Extracted entries =>
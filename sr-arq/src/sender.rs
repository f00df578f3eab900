//! Selective-Repeat send-side state machine (entity A).
//!
//! [`SrSender`] maintains a sliding window of up to `window_size` outstanding
//! packets, each acknowledged **individually**.
//!
//! # Protocol contract
//!
//! - A new message is admitted only while fewer than `window_size` sequence
//!   numbers are outstanding; otherwise it waits in the [`Backlog`].
//! - An ACK for sequence number `s` marks only slot `s`.  The window base
//!   slides over every contiguous acknowledged slot.
//! - On timeout only the slots still awaiting acknowledgement are resent.
//! - One timer covers the whole window.  It runs exactly while at least one
//!   slot is awaiting acknowledgement.
//!
//! # Sequence-number layout
//!
//! ```text
//!    base                next            base + window_size
//!      │                   │                     │
//!  ────┼───────────────────┼─────────────────────┼────▶ (mod seq_space)
//!      │ <── outstanding ─▶│ <──── admissible ──▶│
//! ```
//!
//! All I/O goes through the [`Host`] passed to each handler.

use crate::backlog::Backlog;
use crate::config::ArqConfig;
use crate::host::{Entity, Host};
use crate::packet::{Message, Packet};
use crate::seq_space::SeqSpace;
use crate::state::SenderSlot;
use crate::timer::RetransmitTimer;

/// Counters kept by the sending entity.
#[derive(Debug, Default, Clone, Copy, PartialEq, Eq)]
pub struct SenderStats {
    /// First transmissions of data packets.
    pub packets_sent: u64,
    /// Retransmissions triggered by timeouts.
    pub packets_resent: u64,
    /// Messages that found the window full on arrival.
    pub window_full: u64,
    /// Uncorrupted ACKs received, duplicates included.
    pub acks_received: u64,
    /// ACKs that acknowledged a previously unacknowledged slot.
    pub new_acks: u64,
    pub corrupted_acks: u64,
}

/// Selective-Repeat send-side state for one entity.
#[derive(Debug)]
pub struct SrSender {
    config: ArqConfig,
    ring: SeqSpace,
    /// Oldest unacknowledged sequence number (left window edge).
    base: i32,
    /// Sequence number to assign to the next admitted message.
    next: i32,
    /// Arena indexed by `seq mod seq_space`.
    slots: Vec<SenderSlot>,
    backlog: Backlog,
    timer: RetransmitTimer,
    stats: SenderStats,
}

impl SrSender {
    pub fn new(config: ArqConfig) -> Self {
        Self {
            config,
            ring: config.ring(),
            base: 0,
            next: 0,
            slots: vec![SenderSlot::Empty; config.seq_space()],
            backlog: Backlog::new(),
            timer: RetransmitTimer::new(Entity::A, config.rtt()),
            stats: SenderStats::default(),
        }
    }

    /// Reset to the initial state: empty window at sequence number 0, empty
    /// backlog, timer considered stopped, counters cleared.
    pub fn init(&mut self) {
        self.base = 0;
        self.next = 0;
        self.slots.fill(SenderSlot::Empty);
        self.backlog.clear();
        self.timer.reset();
        self.stats = SenderStats::default();
    }

    // -----------------------------------------------------------------------
    // Accessors
    // -----------------------------------------------------------------------

    pub fn base(&self) -> i32 {
        self.base
    }

    pub fn next_seq(&self) -> i32 {
        self.next
    }

    /// Number of sequence numbers in `[base, next)`.
    pub fn in_flight(&self) -> usize {
        self.ring.offset(self.next, self.base)
    }

    /// Number of slots in the window still awaiting acknowledgement.
    pub fn unacked(&self) -> usize {
        self.window_seqs()
            .filter(|&seq| self.slots[self.ring.index(seq)].is_sent())
            .count()
    }

    /// `true` when another message could be admitted right now.
    pub fn can_admit(&self) -> bool {
        self.in_flight() < self.config.window_size()
    }

    pub fn backlog_len(&self) -> usize {
        self.backlog.len()
    }

    /// `true` when every admitted message is acknowledged and nothing waits.
    pub fn is_idle(&self) -> bool {
        self.in_flight() == 0 && self.backlog.is_empty()
    }

    pub fn timer_running(&self) -> bool {
        self.timer.is_running()
    }

    pub fn stats(&self) -> SenderStats {
        self.stats
    }

    // -----------------------------------------------------------------------
    // Event handlers
    // -----------------------------------------------------------------------

    /// A message arrives from the application.
    ///
    /// It is admitted immediately if the window has room; otherwise it is
    /// queued and the window-full counter is bumped.
    pub fn output(&mut self, message: Message, host: &mut dyn Host) {
        self.backlog.push(message);
        if !self.can_admit() {
            self.stats.window_full += 1;
            log::debug!(
                "[A] window full ({} outstanding), {} message(s) queued",
                self.in_flight(),
                self.backlog.len()
            );
            return;
        }
        self.pump(host);
    }

    /// A packet (always an ACK in this simplex protocol) arrives from the
    /// channel.
    pub fn input(&mut self, packet: &Packet, host: &mut dyn Host) {
        if packet.is_corrupted() {
            self.stats.corrupted_acks += 1;
            log::debug!("[A] corrupted ACK received, ignored");
            return;
        }
        self.stats.acks_received += 1;

        let seq = packet.acknum;
        if !self.ring.contains(seq) || !self.ring.in_window(seq, self.base, self.in_flight()) {
            log::debug!("[A] ACK {seq} outside window [{}, {}), ignored", self.base, self.next);
            return;
        }

        let idx = self.ring.index(seq);
        if !self.slots[idx].is_sent() {
            log::debug!("[A] duplicate ACK {seq}, ignored");
            return;
        }

        self.slots[idx] = SenderSlot::Acked;
        self.stats.new_acks += 1;
        log::debug!("[A] ACK {seq} is new");

        let old_base = self.base;
        while self.base != self.next && self.slots[self.ring.index(self.base)].is_acked() {
            self.slots[self.ring.index(self.base)] = SenderSlot::Empty;
            self.base = self.ring.add(self.base, 1);
        }
        if self.base == old_base {
            return;
        }

        log::debug!("[A] window slid {old_base} -> {}", self.base);
        if self.unacked() == 0 {
            self.timer.stop(host);
        } else {
            self.timer.restart(host);
        }
        self.pump(host);
    }

    /// The retransmission timer fired: resend every unacknowledged packet in
    /// the window and start a fresh period.
    pub fn timer_interrupt(&mut self, host: &mut dyn Host) {
        self.timer.expired();
        log::debug!("[A] timeout, resending unacknowledged packets");

        for k in 0..self.in_flight() {
            let seq = self.ring.add(self.base, k);
            if let SenderSlot::Sent(packet) = self.slots[self.ring.index(seq)] {
                log::debug!("[A] resending packet {seq}");
                host.send(Entity::A, packet);
                self.stats.packets_resent += 1;
            }
        }
        self.timer.restart(host);
    }

    // -----------------------------------------------------------------------
    // Helpers
    // -----------------------------------------------------------------------

    /// Admit backlog messages while the window has room.
    fn pump(&mut self, host: &mut dyn Host) {
        while self.can_admit() {
            let Some(message) = self.backlog.pop() else {
                break;
            };
            self.admit(message, host);
        }
    }

    fn admit(&mut self, message: Message, host: &mut dyn Host) {
        let packet = Packet::data(self.next, message.data);
        self.slots[self.ring.index(self.next)] = SenderSlot::Sent(packet);

        log::debug!("[A] sending packet {}", self.next);
        host.send(Entity::A, packet);
        self.stats.packets_sent += 1;

        if self.base == self.next {
            self.timer.restart(host);
        }
        self.next = self.ring.add(self.next, 1);
    }

    /// Sequence numbers in `[base, next)`, oldest first.
    fn window_seqs(&self) -> impl Iterator<Item = i32> + '_ {
        (0..self.in_flight()).map(move |k| self.ring.add(self.base, k))
    }
}

// ---------------------------------------------------------------------------
// Unit tests
// ---------------------------------------------------------------------------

About this exercise => Copy the data exactly. Leave nothing out.

Completed task =>
filename sr-arq/src/sender.rs
repository f00df578f3eab900
//! Selective-Repeat send-side state machine (entity A).
//!
//! [`SrSender`] maintains a sliding window of up to `window_size` outstanding
//! packets, each acknowledged **individually**.
//!
//! # Protocol contract
//!
//! - A new message is admitted only while fewer than `window_size` sequence
//!   numbers are outstanding; otherwise it waits in the [`Backlog`].
//! - An ACK for sequence number `s` marks only slot `s`.  The window base
//!   slides over every contiguous acknowledged slot.
//! - On timeout only the slots still awaiting acknowledgement are resent.
//! - One timer covers the whole window.  It runs exactly while at least one
//!   slot is awaiting acknowledgement.
//!
//! # Sequence-number layout
//!
//! ```text
//!    base                next            base + window_size
//!      │                   │                     │
//!  ────┼───────────────────┼─────────────────────┼────▶ (mod seq_space)
//!      │ <── outstanding ─▶│ <──── admissible ──▶│
//! ```
//!
//! All I/O goes through the [`Host`] passed to each handler.

use crate::backlog::Backlog;
use crate::config::ArqConfig;
use crate::host::{Entity, Host};
use crate::packet::{Message, Packet};
use crate::seq_space::SeqSpace;
use crate::state::SenderSlot;
use crate::timer::RetransmitTimer;

/// Counters kept by the sending entity.
#[derive(Debug, Default, Clone, Copy, PartialEq, Eq)]
pub struct SenderStats {
    /// First transmissions of data packets.
    pub packets_sent: u64,
    /// Retransmissions triggered by timeouts.
    pub packets_resent: u64,
    /// Messages that found the window full on arrival.
    pub window_full: u64,
    /// Uncorrupted ACKs received, duplicates included.
    pub acks_received: u64,
    /// ACKs that acknowledged a previously unacknowledged slot.
    pub new_acks: u64,
    pub corrupted_acks: u64,
}

/// Selective-Repeat send-side state for one entity.
#[derive(Debug)]
pub struct SrSender {
    config: ArqConfig,
    ring: SeqSpace,
    /// Oldest unacknowledged sequence number (left window edge).
    base: i32,
    /// Sequence number to assign to the next admitted message.
    next: i32,
    /// Arena indexed by `seq mod seq_space`.
    slots: Vec<SenderSlot>,
    backlog: Backlog,
    timer: RetransmitTimer,
    stats: SenderStats,
}

impl SrSender {
    pub fn new(config: ArqConfig) -> Self {
        Self {
            config,
            ring: config.ring(),
            base: 0,
            next: 0,
            slots: vec![SenderSlot::Empty; config.seq_space()],
            backlog: Backlog::new(),
            timer: RetransmitTimer::new(Entity::A, config.rtt()),
            stats: SenderStats::default(),
        }
    }

    /// Reset to the initial state: empty window at sequence number 0, empty
    /// backlog, timer considered stopped, counters cleared.
    pub fn init(&mut self) {
        self.base = 0;
        self.next = 0;
        self.slots.fill(SenderSlot::Empty);
        self.backlog.clear();
        self.timer.reset();
        self.stats = SenderStats::default();
    }

    // -----------------------------------------------------------------------
    // Accessors
    // -----------------------------------------------------------------------

    pub fn base(&self) -> i32 {
        self.base
    }

    pub fn next_seq(&self) -> i32 {
        self.next
    }

    /// Number of sequence numbers in `[base, next)`.
    pub fn in_flight(&self) -> usize {
        self.ring.offset(self.next, self.base)
    }

    /// Number of slots in the window still awaiting acknowledgement.
    pub fn unacked(&self) -> usize {
        self.window_seqs()
            .filter(|&seq| self.slots[self.ring.index(seq)].is_sent())
            .count()
    }

    /// `true` when another message could be admitted right now.
    pub fn can_admit(&self) -> bool {
        self.in_flight() < self.config.window_size()
    }

    pub fn backlog_len(&self) -> usize {
        self.backlog.len()
    }

    /// `true` when every admitted message is acknowledged and nothing waits.
    pub fn is_idle(&self) -> bool {
        self.in_flight() == 0 && self.backlog.is_empty()
    }

    pub fn timer_running(&self) -> bool {
        self.timer.is_running()
    }

    pub fn stats(&self) -> SenderStats {
        self.stats
    }

    // -----------------------------------------------------------------------
    // Event handlers
    // -----------------------------------------------------------------------

    /// A message arrives from the application.
    ///
    /// It is admitted immediately if the window has room; otherwise it is
    /// queued and the window-full counter is bumped.
    pub fn output(&mut self, message: Message, host: &mut dyn Host) {
        self.backlog.push(message);
        if !self.can_admit() {
            self.stats.window_full += 1;
            log::debug!(
                "[A] window full ({} outstanding), {} message(s) queued",
                self.in_flight(),
                self.backlog.len()
            );
            return;
        }
        self.pump(host);
    }

    /// A packet (always an ACK in this simplex protocol) arrives from the
    /// channel.
    pub fn input(&mut self, packet: &Packet, host: &mut dyn Host) {
        if packet.is_corrupted() {
            self.stats.corrupted_acks += 1;
            log::debug!("[A] corrupted ACK received, ignored");
            return;
        }
        self.stats.acks_received += 1;

        let seq = packet.acknum;
        if !self.ring.contains(seq) || !self.ring.in_window(seq, self.base, self.in_flight()) {
            log::debug!("[A] ACK {seq} outside window [{}, {}), ignored", self.base, self.next);
            return;
        }

        let idx = self.ring.index(seq);
        if !self.slots[idx].is_sent() {
            log::debug!("[A] duplicate ACK {seq}, ignored");
            return;
        }

        self.slots[idx] = SenderSlot::Acked;
        self.stats.new_acks += 1;
        log::debug!("[A] ACK {seq} is new");

        let old_base = self.base;
        while self.base != self.next && self.slots[self.ring.index(self.base)].is_acked() {
            self.slots[self.ring.index(self.base)] = SenderSlot::Empty;
            self.base = self.ring.add(self.base, 1);
        }
        if self.base == old_base {
            return;
        }

        log::debug!("[A] window slid {old_base} -> {}", self.base);
        if self.unacked() == 0 {
            self.timer.stop(host);
        } else {
            self.timer.restart(host);
        }
        self.pump(host);
    }

    /// The retransmission timer fired: resend every unacknowledged packet in
    /// the window and start a fresh period.
    pub fn timer_interrupt(&mut self, host: &mut dyn Host) {
        self.timer.expired();
        log::debug!("[A] timeout, resending unacknowledged packets");

        for k in 0..self.in_flight() {
            let seq = self.ring.add(self.base, k);
            if let SenderSlot::Sent(packet) = self.slots[self.ring.index(seq)] {
                log::debug!("[A] resending packet {seq}");
                host.send(Entity::A, packet);
                self.stats.packets_resent += 1;
            }
        }
        self.timer.restart(host);
    }

    // -----------------------------------------------------------------------
    // Helpers
    // -----------------------------------------------------------------------

    /// Admit backlog messages while the window has room.
    fn pump(&mut self, host: &mut dyn Host) {
        while self.can_admit() {
            let Some(message) = self.backlog.pop() else {
                break;
            };
            self.admit(message, host);
        }
    }

    fn admit(&mut self, message: Message, host: &mut dyn Host) {
        let packet = Packet::data(self.next, message.data);
        self.slots[self.ring.index(self.next)] = SenderSlot::Sent(packet);

        log::debug!("[A] sending packet {}", self.next);
        host.send(Entity::A, packet);
        self.stats.packets_sent += 1;

        if self.base == self.next {
            self.timer.restart(host);
        }
        self.next = self.ring.add(self.next, 1);
    }

    /// Sequence numbers in `[base, next)`, oldest first.
    fn window_seqs(&self) -> impl Iterator<Item = i32> + '_ {
        (0..self.in_flight()).map(move |k| self.ring.add(self.base, k))
    }
}

// ---------------------------------------------------------------------------
// Unit tests
// ---------------------------------------------------------------------------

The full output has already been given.